M. Jean Delaneau, président,
observant que le dispositif relatif
à l'apprentissage était inscrit dans le projet de loi de
modernisation sociale, a pris acte -non sans scepticisme- de l'absence
d'urgence annoncée par la ministre.
Après s'être réjouie que le Gouvernement ait enfin,
semble-t-il, décidé d'attendre l'issue des négociations
entre partenaires sociaux avant de légiférer en matière
d'égalité professionnelle,
Mme Annick Bocandé,
rapporteur pour avis
des crédits de la formation
professionnelle
, s'est inquiétée du " risque maximal de
dérives " menaçant le secteur de la formation
professionnelle souligné par un récent rapport du service central
de prévention de la corruption.
Elle s'est également interrogée sur la réforme du
financement de l'apprentissage, se demandant si l'institution d'une garantie de
ressources pour les CFA, loin d'être une " prime à la
qualité ", n'allait pas se traduire par un certain encouragement
aux CFA les moins dynamiques. Elle a enfin demandé sa position au
secrétaire d'Etat sur la proposition de substituer une obligation de
formation à l'obligation actuelle de financement de la formation que
suggère un récent rapport du Conseil d'analyse économique.

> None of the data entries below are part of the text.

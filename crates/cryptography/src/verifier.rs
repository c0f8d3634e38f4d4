//! Transaction verification and signing.
//!
//! The state machine consults a [`TxVerifier`] before applying any
//! transaction. The default implementation enforces that the signature
//! matches the embedded public key; deployments that maintain an
//! actor-to-key directory plug in [`KeyDirectoryVerifier`] instead.

use crate::Ed25519;
use base64::engine::general_purpose::STANDARD as BASE64;
use base64::Engine as _;
use cohort_core::{CoreError, Tx};
use parking_lot::RwLock;
use std::collections::BTreeMap;

/// Pluggable transaction signature policy.
pub trait TxVerifier: Send + Sync {
    /// Checks the transaction's signature (and, depending on the
    /// implementation, the actor binding). Must be deterministic.
    fn verify_tx(&self, tx: &Tx) -> Result<(), CoreError>;
}

fn decode_field(name: &str, value: &str, expect_len: usize) -> Result<Vec<u8>, CoreError> {
    let bytes = BASE64
        .decode(value)
        .map_err(|_| CoreError::BadSignature(format!("{name} is not valid base64")))?;
    if bytes.len() != expect_len {
        return Err(CoreError::BadSignature(format!(
            "{name} must be {expect_len} bytes, got {}",
            bytes.len()
        )));
    }
    Ok(bytes)
}

fn check_signature(tx: &Tx) -> Result<(), CoreError> {
    let public_key = decode_field("publicKey", &tx.public_key, 32)?;
    let signature = decode_field("signature", &tx.signature, 64)?;
    let preimage = tx.signing_bytes()?;
    if !Ed25519::verify(&public_key, &preimage, &signature) {
        return Err(CoreError::BadSignature(format!(
            "signature verification failed for tx {}",
            tx.tx_id
        )));
    }
    Ok(())
}

/// Default verifier: signature must match the embedded public key. Does not
/// bind the actor to the key.
#[derive(Debug, Default, Clone)]
pub struct SignatureVerifier;

impl TxVerifier for SignatureVerifier {
    fn verify_tx(&self, tx: &Tx) -> Result<(), CoreError> {
        check_signature(tx)
    }
}

/// Verifier backed by an actor-to-key directory. Rejects unknown actors and
/// transactions whose key differs from the registered one.
#[derive(Debug, Default)]
pub struct KeyDirectoryVerifier {
    keys: RwLock<BTreeMap<String, String>>,
}

impl KeyDirectoryVerifier {
    pub fn new() -> Self {
        Self::default()
    }

    /// Registers (or replaces) the base64 public key bound to an actor.
    pub fn bind(&self, actor: impl Into<String>, public_key_b64: impl Into<String>) {
        self.keys.write().insert(actor.into(), public_key_b64.into());
    }

    pub fn unbind(&self, actor: &str) {
        self.keys.write().remove(actor);
    }
}

impl TxVerifier for KeyDirectoryVerifier {
    fn verify_tx(&self, tx: &Tx) -> Result<(), CoreError> {
        let bound = self.keys.read().get(&tx.actor).cloned();
        match bound {
            Some(key) if key == tx.public_key => check_signature(tx),
            Some(_) => Err(CoreError::BadSignature(format!(
                "public key is not the one bound to actor {}",
                tx.actor
            ))),
            None => Err(CoreError::BadSignature(format!(
                "actor {} has no bound key",
                tx.actor
            ))),
        }
    }
}

/// Holds a private key and signs transactions for submission.
pub struct TxSigner {
    private_key: Vec<u8>,
    public_key_b64: String,
}

impl TxSigner {
    /// A signer with a freshly generated keypair.
    pub fn generate() -> Self {
        let (private_key, public_key) = Ed25519::generate_key_pair();
        Self {
            public_key_b64: BASE64.encode(public_key),
            private_key,
        }
    }

    /// A signer over an existing 32-byte private key.
    pub fn from_private_key(private_key: Vec<u8>) -> crate::Result<Self> {
        let public_key = Ed25519::private_key_to_public_key(&private_key)?;
        Ok(Self {
            public_key_b64: BASE64.encode(public_key),
            private_key,
        })
    }

    pub fn public_key_b64(&self) -> &str {
        &self.public_key_b64
    }

    pub fn private_key_b64(&self) -> String {
        BASE64.encode(&self.private_key)
    }

    /// Fills `publicKey` and `signature` on the transaction.
    pub fn sign_tx(&self, mut tx: Tx) -> Result<Tx, CoreError> {
        tx.public_key = self.public_key_b64.clone();
        tx.signature = String::new();
        let preimage = tx.signing_bytes()?;
        let signature = Ed25519::sign(&self.private_key, &preimage)
            .map_err(|e| CoreError::Internal(format!("signing failed: {e}")))?;
        tx.signature = BASE64.encode(signature);
        Ok(tx)
    }
}

#[cfg(test)]
mod tests {
    use super::*;
    use cohort_core::{StepResolvePayload, TxOp};

    fn sample_tx() -> Tx {
        Tx::unsigned(
            "tx-1",
            "s1",
            "n-1",
            cohort_core::time::parse_rfc3339("2026-01-01T00:00:00Z").unwrap(),
            "user:alice",
            TxOp::StepResolve(StepResolvePayload {
                step_id: "st1".into(),
                participant_id: None,
            }),
        )
    }

    #[test]
    fn signed_tx_passes_default_verifier() {
        let signer = TxSigner::generate();
        let tx = signer.sign_tx(sample_tx()).unwrap();
        SignatureVerifier.verify_tx(&tx).unwrap();
    }

    #[test]
    fn tampered_tx_fails() {
        let signer = TxSigner::generate();
        let mut tx = signer.sign_tx(sample_tx()).unwrap();
        tx.actor = "user:mallory".into();
        let err = SignatureVerifier.verify_tx(&tx).unwrap_err();
        assert_eq!(err.code(), "BAD_SIGNATURE");
    }

    #[test]
    fn garbage_base64_fails_cleanly() {
        let mut tx = sample_tx();
        tx.public_key = "!!!".into();
        tx.signature = "???".into();
        assert_eq!(
            SignatureVerifier.verify_tx(&tx).unwrap_err().code(),
            "BAD_SIGNATURE"
        );
    }

    #[test]
    fn directory_verifier_enforces_binding() {
        let signer = TxSigner::generate();
        let tx = signer.sign_tx(sample_tx()).unwrap();

        let directory = KeyDirectoryVerifier::new();
        // Unknown actor.
        assert_eq!(
            directory.verify_tx(&tx).unwrap_err().code(),
            "BAD_SIGNATURE"
        );

        // Bound to a different key.
        let other = TxSigner::generate();
        directory.bind("user:alice", other.public_key_b64());
        assert_eq!(
            directory.verify_tx(&tx).unwrap_err().code(),
            "BAD_SIGNATURE"
        );

        // Correct binding.
        directory.bind("user:alice", signer.public_key_b64());
        directory.verify_tx(&tx).unwrap();
    }
}
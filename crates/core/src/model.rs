//! Collaboration domain entities.
//!
//! These are the records owned by the replicated state machine. All of them
//! serialize with camelCase keys and upper-case enum strings, which is both
//! the wire shape and the snapshot shape.

use crate::policy::ConsensusPolicy;
use crate::time::{rfc3339_nanos, rfc3339_nanos_opt};
use chrono::{DateTime, Utc};
use serde::{Deserialize, Serialize};
use serde_json::Value;
use std::collections::BTreeSet;

/// A running collaborative instance of a workflow.
#[derive(Debug, Clone, PartialEq, Serialize, Deserialize)]
#[serde(rename_all = "camelCase")]
pub struct Session {
    pub session_id: String,
    pub workflow_id: Option<String>,
    pub name: String,
    pub status: SessionStatus,
    /// Opaque caller-supplied context, uninterpreted by the core.
    pub context: Option<Value>,
    #[serde(with = "rfc3339_nanos")]
    pub created_at: DateTime<Utc>,
    #[serde(with = "rfc3339_nanos")]
    pub updated_at: DateTime<Utc>,
    pub last_event_id: Option<String>,
}

#[derive(Debug, Clone, Copy, PartialEq, Eq, Serialize, Deserialize)]
#[serde(rename_all = "SCREAMING_SNAKE_CASE")]
pub enum SessionStatus {
    Active,
    Completed,
    Failed,
    Cancelled,
}

/// A principal (human or agent) joined to a session.
#[derive(Debug, Clone, PartialEq, Serialize, Deserialize)]
#[serde(rename_all = "camelCase")]
pub struct Participant {
    pub participant_id: String,
    pub session_id: String,
    #[serde(rename = "type")]
    pub participant_type: ParticipantType,
    /// Stable ref such as `user:alice`; unique per session case-insensitively.
    #[serde(rename = "ref")]
    pub participant_ref: String,
    pub capabilities: BTreeSet<String>,
    /// Carried for upper layers; the core never interprets it.
    pub trust_score: i64,
    #[serde(with = "rfc3339_nanos")]
    pub joined_at: DateTime<Utc>,
    #[serde(with = "rfc3339_nanos")]
    pub last_seen_at: DateTime<Utc>,
}

#[derive(Debug, Clone, Copy, PartialEq, Eq, Serialize, Deserialize)]
#[serde(rename_all = "SCREAMING_SNAKE_CASE")]
pub enum ParticipantType {
    Human,
    Agent,
}

/// A unit of work in a session's DAG.
#[derive(Debug, Clone, PartialEq, Serialize, Deserialize)]
#[serde(rename_all = "camelCase")]
pub struct Step {
    pub step_id: String,
    pub session_id: String,
    /// Human key, unique within the session.
    pub step_key: String,
    pub name: String,
    pub status: StepStatus,
    pub required_capabilities: BTreeSet<String>,
    /// References to other steps in the same session, by step id or step key.
    pub depends_on: Vec<String>,
    pub lease_ttl_seconds: u64,
    pub consensus_policy: Option<ConsensusPolicy>,
    #[serde(with = "rfc3339_nanos_opt")]
    pub resolved_at: Option<DateTime<Utc>>,
}

#[derive(Debug, Clone, Copy, PartialEq, Eq, Serialize, Deserialize)]
#[serde(rename_all = "SCREAMING_SNAKE_CASE")]
pub enum StepStatus {
    Open,
    Claimed,
    InReview,
    Resolved,
    Failed,
}

/// A time-bounded exclusive assignment of a step to a participant.
#[derive(Debug, Clone, PartialEq, Serialize, Deserialize)]
#[serde(rename_all = "camelCase")]
pub struct Claim {
    pub claim_id: String,
    pub step_id: String,
    pub participant_id: String,
    pub status: ClaimStatus,
    #[serde(with = "rfc3339_nanos")]
    pub lease_until: DateTime<Utc>,
}

impl Claim {
    /// Whether this claim holds the step at `at`.
    pub fn is_active_at(&self, at: DateTime<Utc>) -> bool {
        self.status == ClaimStatus::Active && self.lease_until > at
    }
}

#[derive(Debug, Clone, Copy, PartialEq, Eq, Serialize, Deserialize)]
#[serde(rename_all = "SCREAMING_SNAKE_CASE")]
pub enum ClaimStatus {
    Active,
    Expired,
    Released,
}

/// A versioned output submitted against a step.
#[derive(Debug, Clone, PartialEq, Serialize, Deserialize)]
#[serde(rename_all = "camelCase")]
pub struct Artifact {
    pub artifact_id: String,
    pub step_id: String,
    pub producer_id: String,
    pub kind: String,
    /// Inline variant, capped at `MAX_INLINE_ARTIFACT_BYTES`.
    pub content: Option<Value>,
    /// External variant: URI plus content hash and size.
    pub external_uri: Option<String>,
    pub content_hash: Option<String>,
    pub content_bytes: Option<u64>,
    /// Dense, monotonically increasing per step, starting at 1.
    pub version: u64,
    #[serde(with = "rfc3339_nanos")]
    pub created_at: DateTime<Utc>,
}

/// A voting process attached to a step.
#[derive(Debug, Clone, PartialEq, Serialize, Deserialize)]
#[serde(rename_all = "camelCase")]
pub struct Decision {
    pub decision_id: String,
    pub step_id: String,
    pub policy: ConsensusPolicy,
    #[serde(with = "rfc3339_nanos_opt")]
    pub deadline: Option<DateTime<Utc>>,
    pub status: DecisionStatus,
    pub result: Option<String>,
    #[serde(with = "rfc3339_nanos")]
    pub opened_at: DateTime<Utc>,
    #[serde(with = "rfc3339_nanos_opt")]
    pub decided_at: Option<DateTime<Utc>>,
}

#[derive(Debug, Clone, Copy, PartialEq, Eq, Serialize, Deserialize)]
#[serde(rename_all = "SCREAMING_SNAKE_CASE")]
pub enum DecisionStatus {
    Pending,
    Passed,
    Rejected,
}

/// One participant's vote on a decision.
#[derive(Debug, Clone, PartialEq, Serialize, Deserialize)]
#[serde(rename_all = "camelCase")]
pub struct Vote {
    pub vote_id: String,
    pub decision_id: String,
    pub participant_id: String,
    pub choice: VoteChoice,
    pub comment: Option<String>,
    #[serde(with = "rfc3339_nanos")]
    pub cast_at: DateTime<Utc>,
}

#[derive(Debug, Clone, Copy, PartialEq, Eq, Serialize, Deserialize)]
#[serde(rename_all = "SCREAMING_SNAKE_CASE")]
pub enum VoteChoice {
    Approve,
    Reject,
}

/// An immutable timeline entry derived from an applied transaction.
///
/// The id is a pure function of the producing transaction, the session and
/// the per-session sequence, so it is identical on every replica.
#[derive(Debug, Clone, PartialEq, Serialize, Deserialize)]
#[serde(rename_all = "camelCase")]
pub struct Event {
    pub event_id: String,
    pub session_id: String,
    pub step_id: Option<String>,
    #[serde(rename = "type")]
    pub event_type: String,
    pub actor: String,
    pub payload: Value,
    #[serde(with = "rfc3339_nanos")]
    pub created_at: DateTime<Utc>,
    pub tx_id: String,
    #[serde(with = "rfc3339_nanos")]
    pub commit_time: DateTime<Utc>,
}

impl Event {
    /// Derived event identifier: `{txId}:{sessionId}:{seq:06}`.
    pub fn derive_id(tx_id: &str, session_id: &str, seq: u64) -> String {
        format!("{tx_id}:{session_id}:{seq:06}")
    }
}
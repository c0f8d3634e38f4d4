//! Consensus policy for step decisions.

use serde::{Deserialize, Serialize};

/// Raw policy as supplied by callers; evaluated only after [`normalize`].
///
/// Field names stay snake_case on the wire, matching the policy blobs the
/// protocol has always carried.
///
/// [`normalize`]: ConsensusPolicy::normalize
#[derive(Debug, Clone, Copy, PartialEq, Eq, Serialize, Deserialize)]
pub struct ConsensusPolicy {
    #[serde(default)]
    pub min_approvals: i64,
    #[serde(default)]
    pub quorum: i64,
    #[serde(default)]
    pub reject_threshold: i64,
}

impl Default for ConsensusPolicy {
    fn default() -> Self {
        Self {
            min_approvals: 1,
            quorum: 0,
            reject_threshold: 0,
        }
    }
}

/// Outcome of evaluating a policy against the current tally.
#[derive(Debug, Clone, Copy, PartialEq, Eq)]
pub enum PolicyVerdict {
    Pending,
    Passed,
    Rejected,
}

impl ConsensusPolicy {
    /// Clamps the raw fields into their evaluable ranges.
    pub fn normalize(self) -> Self {
        Self {
            min_approvals: self.min_approvals.max(1),
            quorum: self.quorum.max(0),
            reject_threshold: self.reject_threshold.max(0),
        }
    }

    /// Evaluates a normalized policy. Rejection wins over approval.
    pub fn evaluate(&self, approves: i64, rejects: i64, total: i64) -> PolicyVerdict {
        if self.reject_threshold > 0 && rejects >= self.reject_threshold {
            return PolicyVerdict::Rejected;
        }
        if approves >= self.min_approvals && (self.quorum == 0 || total >= self.quorum) {
            return PolicyVerdict::Passed;
        }
        PolicyVerdict::Pending
    }
}

#[cfg(test)]
mod tests {
    use super::*;

    #[test]
    fn normalize_clamps_fields() {
        let p = ConsensusPolicy {
            min_approvals: 0,
            quorum: -3,
            reject_threshold: -1,
        }
        .normalize();
        assert_eq!(p.min_approvals, 1);
        assert_eq!(p.quorum, 0);
        assert_eq!(p.reject_threshold, 0);
    }

    #[test]
    fn single_reject_trips_threshold() {
        // Scenario: {min_approvals: 2, reject_threshold: 1}.
        let p = ConsensusPolicy {
            min_approvals: 2,
            quorum: 0,
            reject_threshold: 1,
        }
        .normalize();
        assert_eq!(p.evaluate(0, 1, 1), PolicyVerdict::Rejected);
        assert_eq!(p.evaluate(1, 0, 1), PolicyVerdict::Pending);
        assert_eq!(p.evaluate(2, 0, 2), PolicyVerdict::Passed);
    }

    #[test]
    fn quorum_holds_back_approvals() {
        // Scenario: {min_approvals: 1, quorum: 3}.
        let p = ConsensusPolicy {
            min_approvals: 1,
            quorum: 3,
            reject_threshold: 0,
        }
        .normalize();
        assert_eq!(p.evaluate(2, 0, 2), PolicyVerdict::Pending);
        assert_eq!(p.evaluate(2, 1, 3), PolicyVerdict::Passed);
    }

    #[test]
    fn zero_reject_threshold_never_rejects() {
        let p = ConsensusPolicy::default().normalize();
        assert_eq!(p.evaluate(0, 5, 5), PolicyVerdict::Pending);
        assert_eq!(p.evaluate(1, 5, 6), PolicyVerdict::Passed);
    }
}
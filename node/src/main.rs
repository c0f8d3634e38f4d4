//! Cohort node daemon.
//!
//! Runs one replica of the collaboration cluster: the Raft core, the
//! deterministic state machine, the local SSE hub and the HTTP surface.
//! Configuration comes from `P2P_*` environment variables; every flag below
//! mirrors one of them.
//!
//! Usage:
//!   cohort-node --bootstrap                     # first node of a cluster
//!   cohort-node --join-endpoint http://n1:18080 # join an existing cluster
//!   cohort-node keygen                          # print a fresh keypair

use anyhow::{bail, Context, Result};
use clap::{Parser, Subcommand};
use cohort_config::{parse_duration, NodeConfig};
use cohort_consensus::ConsensusNode;
use cohort_crypto::{SignatureVerifier, TxSigner, TxVerifier};
use cohort_events::{EventHub, DEFAULT_CLIENT_QUEUE};
use cohort_rpc_server::ApiContext;
use cohort_state::CollabState;
use std::path::PathBuf;
use std::sync::Arc;
use tokio::signal;
use tokio::sync::oneshot;
use tracing::{info, warn};
use tracing_subscriber::EnvFilter;

#[derive(Parser, Debug)]
#[command(name = "cohort-node", about = "Cohort collaboration node daemon", version)]
struct Cli {
    /// Stable node identity.
    #[arg(long, env = "P2P_NODE_ID", value_name = "ID")]
    node_id: Option<String>,

    /// Raft transport bind (reserved; raft RPCs ride the HTTP surface).
    #[arg(long, env = "P2P_RAFT_ADDR", value_name = "HOST:PORT")]
    raft_addr: Option<String>,

    /// HTTP surface bind.
    #[arg(long, env = "P2P_HTTP_ADDR", value_name = "HOST:PORT")]
    http_addr: Option<String>,

    /// Address peers use to reach this node.
    #[arg(long, env = "P2P_ADVERTISE_ADDR", value_name = "HOST:PORT")]
    advertise_addr: Option<String>,

    /// Persistent store directory.
    #[arg(long, env = "P2P_DATA_DIR", value_name = "PATH")]
    data_dir: Option<PathBuf>,

    /// Bootstrap a single-node cluster when the stores are pristine.
    #[arg(long, env = "P2P_BOOTSTRAP")]
    bootstrap: bool,

    /// Raft apply timeout, e.g. 5s or 1500ms.
    #[arg(long, env = "P2P_APPLY_TIMEOUT", value_name = "DURATION")]
    apply_timeout: Option<String>,

    /// Existing cluster to join at startup.
    #[arg(long, env = "P2P_JOIN_ENDPOINT", value_name = "URL")]
    join_endpoint: Option<String>,

    #[arg(long, env = "P2P_JOIN_RETRIES", value_name = "N")]
    join_retries: Option<u32>,

    #[arg(long, env = "P2P_JOIN_RETRY_DELAY", value_name = "DURATION")]
    join_retry_delay: Option<String>,

    /// How long startup waits for a leader to be observable.
    #[arg(long, env = "P2P_STARTUP_WAIT_LEADER", value_name = "DURATION")]
    startup_wait_leader: Option<String>,

    /// Raft snapshot files kept on disk.
    #[arg(long, env = "P2P_SNAPSHOT_RETAIN", value_name = "N")]
    snapshot_retain: Option<usize>,

    #[command(subcommand)]
    command: Option<Command>,
}

#[derive(Subcommand, Debug)]
enum Command {
    /// Generates an Ed25519 keypair for signing transactions.
    Keygen,
}

impl Cli {
    fn into_config(self) -> Result<NodeConfig> {
        let mut config = NodeConfig::default();
        if let Some(node_id) = self.node_id {
            config.data_dir = PathBuf::from(format!("tmp/p2pnode/{node_id}"));
            config.node_id = node_id;
        }
        if let Some(addr) = self.raft_addr {
            config.raft_addr = addr;
        }
        if let Some(addr) = self.http_addr {
            config.http_addr = addr;
        }
        if let Some(addr) = self.advertise_addr {
            config.advertise_addr = addr;
        }
        if let Some(dir) = self.data_dir {
            config.data_dir = dir;
        }
        config.bootstrap = self.bootstrap;
        if let Some(raw) = self.apply_timeout {
            config.apply_timeout = parse_duration("P2P_APPLY_TIMEOUT", &raw)?;
        }
        config.join_endpoint = self.join_endpoint;
        if let Some(n) = self.join_retries {
            config.join_retries = n;
        }
        if let Some(raw) = self.join_retry_delay {
            config.join_retry_delay = parse_duration("P2P_JOIN_RETRY_DELAY", &raw)?;
        }
        if let Some(raw) = self.startup_wait_leader {
            config.startup_wait_leader = parse_duration("P2P_STARTUP_WAIT_LEADER", &raw)?;
        }
        if let Some(n) = self.snapshot_retain {
            config.snapshot_retain = n;
        }
        config.validate()?;
        Ok(config)
    }
}

#[tokio::main]
async fn main() -> Result<()> {
    let cli = Cli::parse();

    tracing_subscriber::fmt()
        .with_env_filter(
            EnvFilter::try_from_default_env().unwrap_or_else(|_| EnvFilter::new("info")),
        )
        .init();

    if let Some(Command::Keygen) = &cli.command {
        let signer = TxSigner::generate();
        println!("privateKey: {}", signer.private_key_b64());
        println!("publicKey:  {}", signer.public_key_b64());
        return Ok(());
    }

    let config = cli.into_config()?;
    info!(
        node_id = %config.node_id,
        http = %config.http_addr,
        data_dir = %config.data_dir.display(),
        bootstrap = config.bootstrap,
        "starting cohort node"
    );

    let state = cohort_state::shared(CollabState::new());
    let hub = EventHub::new(DEFAULT_CLIENT_QUEUE);
    let verifier: Arc<dyn TxVerifier> = Arc::new(SignatureVerifier);
    let node = ConsensusNode::new(&config, state.clone(), verifier.clone(), hub.clone())
        .context("consensus startup")?;

    let ctx = Arc::new(ApiContext {
        node_id: config.node_id.clone(),
        state,
        node: node.clone(),
        hub,
        verifier,
    });
    let (shutdown_tx, shutdown_rx) = oneshot::channel();
    let http_addr = config
        .http_addr
        .parse()
        .context("P2P_HTTP_ADDR must be host:port")?;
    let (bound, server) =
        cohort_rpc_server::serve(ctx, http_addr, shutdown_rx).context("http startup")?;
    info!(%bound, "http surface up");

    let bootstrapped = node.bootstrap_if_needed(config.bootstrap).await?;
    if !bootstrapped {
        if let Some(endpoint) = &config.join_endpoint {
            let joined = node
                .join_cluster(endpoint, config.join_retries, config.join_retry_delay)
                .await;
            if let Err(err) = joined {
                let pristine = node.store().is_pristine().unwrap_or(false);
                if !config.bootstrap && pristine {
                    // Nothing local to fall back on: this node cannot become
                    // part of any cluster.
                    bail!("cluster join failed with no pre-existing state: {err}");
                }
                warn!(error = %err, "join failed, continuing on local state");
            }
        }
    }

    match node.wait_for_leader(config.startup_wait_leader).await {
        Some(leader) => info!(leader, "leader observed"),
        None => warn!(
            "no leader within {:?}; continuing, writes will be refused until one emerges",
            config.startup_wait_leader
        ),
    }

    signal::ctrl_c().await.context("signal handler")?;
    info!("shutdown signal received");

    let _ = shutdown_tx.send(());
    node.shutdown().await;
    let _ = server.await;
    info!("bye");
    Ok(())
}
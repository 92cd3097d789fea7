pub mod book_downloads;
pub mod chunked_urls;

// Re-export entities for convenience
pub use book_downloads::{
    ActiveModel as BookDownloadActiveModel, Entity as BookDownload, Model as BookDownloadModel,
};
pub use chunked_urls::{
    ActiveModel as ChunkedUrlActiveModel, Entity as ChunkedUrl, Model as ChunkedUrlModel,
};
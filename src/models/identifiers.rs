use serde::de::{self, Visitor};
use serde::{Deserialize, Deserializer, Serialize};
use std::fmt;
use std::hash::{Hash, Hasher};
use std::str::FromStr;

/// Identifiers arrive from the UI as either JSON strings or numbers; both are
/// normalized to a trimmed string.
macro_rules! impl_id_type {
    ($name:ident) => {
        #[derive(Clone, Debug, Serialize)]
        pub struct $name(String);

        impl $name {
            pub fn new(id: impl Into<String>) -> Self {
                Self(id.into().trim().to_string())
            }

            pub fn as_str(&self) -> &str {
                &self.0
            }

            pub fn is_empty(&self) -> bool {
                self.0.is_empty()
            }
        }

        impl fmt::Display for $name {
            fn fmt(&self, f: &mut fmt::Formatter<'_>) -> fmt::Result {
                write!(f, "{}", self.0)
            }
        }

        impl PartialEq for $name {
            fn eq(&self, other: &Self) -> bool {
                self.0 == other.0
            }
        }

        impl Eq for $name {}

        impl Hash for $name {
            fn hash<H: Hasher>(&self, state: &mut H) {
                self.0.hash(state);
            }
        }

        impl From<String> for $name {
            fn from(s: String) -> Self {
                Self::new(s)
            }
        }

        impl From<&str> for $name {
            fn from(s: &str) -> Self {
                Self::new(s)
            }
        }

        impl From<u64> for $name {
            fn from(n: u64) -> Self {
                Self(n.to_string())
            }
        }

        impl AsRef<str> for $name {
            fn as_ref(&self) -> &str {
                &self.0
            }
        }

        impl FromStr for $name {
            type Err = std::convert::Infallible;

            fn from_str(s: &str) -> Result<Self, Self::Err> {
                Ok(Self::new(s))
            }
        }

        impl<'de> Deserialize<'de> for $name {
            fn deserialize<D: Deserializer<'de>>(deserializer: D) -> Result<Self, D::Error> {
                deserializer.deserialize_any(IdVisitor).map(Self)
            }
        }
    };
}

struct IdVisitor;

impl<'de> Visitor<'de> for IdVisitor {
    type Value = String;

    fn expecting(&self, f: &mut fmt::Formatter) -> fmt::Result {
        f.write_str("a string or integer identifier")
    }

    fn visit_str<E: de::Error>(self, v: &str) -> Result<String, E> {
        Ok(v.trim().to_string())
    }

    fn visit_string<E: de::Error>(self, v: String) -> Result<String, E> {
        Ok(v.trim().to_string())
    }

    fn visit_u64<E: de::Error>(self, v: u64) -> Result<String, E> {
        Ok(v.to_string())
    }

    fn visit_i64<E: de::Error>(self, v: i64) -> Result<String, E> {
        Ok(v.to_string())
    }
}

impl_id_type!(BookId);
impl_id_type!(FileId);
impl_id_type!(RequestId);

Revenant sur le risque de dérives,
Mme Nicole Péry,
secrétaire d'Etat,
a estimé qu'il ne fallait pas incriminer
l'ensemble du secteur de la formation, même si certaines dérives
existaient. A ce propos, elle a regretté l'image négative de ce
secteur, considérant que cette image était liée en grande
partie aux accusations de dérives. Elle a donc jugé
nécessaire de " redonner du sens " à la formation
professionnelle en réaffirmant son rôle dans la cohésion
économique et sociale. Elle a cependant jugé qu'il était
possible d'améliorer l'efficacité du système de formation
professionnelle pour le même coût en limitant certains abus. Elle a
rappelé qu'elle avait demandé une vigilance toute
particulière aux inspecteurs du travail en matière de formation
professionnelle, précisant que 2.403 contrôles sur pièces
et sur place avaient été réalisés en 1999 dans ce
secteur (visant 1.533 entreprises, 822 organismes de formation, 33 organismes
collecteurs paritaires et 15 structures d'accueil, d'information et
d'orientation) et s'étaient traduits par des notifications de
redressement à hauteur de 120 millions de francs.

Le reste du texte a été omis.